Kinetics and mechanism of CO binding to cytochromes P-450LM2 and P-450LM4. Effect of phospholipid, nonionic detergent, and substrate binding.

The kinetics of carbon monoxide binding to purified, soluble cytochrome P-450LM2 from liver microsomes of phenobarbital-induced rabbits and P-450LM4 from liver microsomes of 5,6-benzoflavone-induced rabbits was determined in the presence of catalytically essential phospholipid, d-benzphetamine or nonionic detergent (0.1% Tween 80, 0.1% Triton N-101, or 0.3% n-octylglucoside).

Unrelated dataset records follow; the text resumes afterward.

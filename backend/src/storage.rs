use std::path::{Component, Path, PathBuf};

use async_trait::async_trait;
use chrono::{DateTime, Utc};

#[derive(Debug, thiserror::Error)]
pub enum StorageError {
    #[error("object store I/O error: {0}")]
    Io(#[from] std::io::Error),
    #[error("invalid object path: {0}")]
    InvalidPath(String),
}

/// Binary store for uploaded track files.
#[async_trait]
pub trait ObjectStore: Send + Sync {
    async fn put(&self, path: &str, bytes: &[u8]) -> Result<(), StorageError>;
    async fn delete(&self, path: &str) -> Result<(), StorageError>;
}

/// Stores objects as files below `root`.
#[derive(Debug, Clone)]
pub struct LocalObjectStore {
    root: PathBuf,
}

impl LocalObjectStore {
    pub fn new(root: impl Into<PathBuf>) -> Self {
        Self { root: root.into() }
    }

    pub fn root(&self) -> &Path {
        &self.root
    }

    fn resolve(&self, path: &str) -> Result<PathBuf, StorageError> {
        let relative = Path::new(path);
        let all_normal = relative
            .components()
            .all(|c| matches!(c, Component::Normal(_)));
        if path.is_empty() || !all_normal {
            return Err(StorageError::InvalidPath(path.to_string()));
        }
        Ok(self.root.join(relative))
    }
}

#[async_trait]
impl ObjectStore for LocalObjectStore {
    async fn put(&self, path: &str, bytes: &[u8]) -> Result<(), StorageError> {
        let target = self.resolve(path)?;
        if let Some(parent) = target.parent() {
            tokio::fs::create_dir_all(parent).await?;
        }
        tokio::fs::write(&target, bytes).await?;
        tracing::debug!("stored {} bytes at {}", bytes.len(), target.display());
        Ok(())
    }

    async fn delete(&self, path: &str) -> Result<(), StorageError> {
        let target = self.resolve(path)?;
        match tokio::fs::remove_file(&target).await {
            Ok(()) => Ok(()),
            Err(err) if err.kind() == std::io::ErrorKind::NotFound => Ok(()),
            Err(err) => Err(err.into()),
        }
    }
}

/// Storage key for an upload: `<owner>/<unix millis>-<filename>`, both parts sanitized.
pub fn object_path(owner_id: &str, filename: &str, uploaded_at: DateTime<Utc>) -> String {
    format!(
        "{}/{}-{}",
        sanitize_segment(owner_id, "owner"),
        uploaded_at.timestamp_millis(),
        sanitize_segment(filename, "track.gpx")
    )
}

fn sanitize_segment(raw: &str, fallback: &str) -> String {
    let cleaned: String = raw
        .chars()
        .map(|c| {
            if c.is_ascii_alphanumeric() || matches!(c, '-' | '_' | '.') {
                c
            } else {
                '_'
            }
        })
        .collect();
    let cleaned = cleaned.trim_start_matches('.');
    if cleaned.is_empty() {
        fallback.to_string()
    } else {
        cleaned.to_string()
    }
}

The kinetics under these conditions was consistent with a two-step binding mechanism consisting of bimolecular association followed by a unimolecular rearrangement step. However, when d-benzphetamine was added to P-450LM2 in the presence of sonicated dilauroylglyceryl-3-phosphorylcholine (0.15 mM) or any of the above detergents, CO binding followed simple second order kinetics with a bimolecular rate constant of approximately 3 x 10 M-1 s-1 at 20 degrees C. P-450LM4-CO binding kinetics was not affected by concurrent addition of phospholipid and d-benzphetamine. These results imply that simultaneous binding of amphiphile and substrate induces a conformation of reduced P-450LM2 which is different from that found when either substance is bound alone.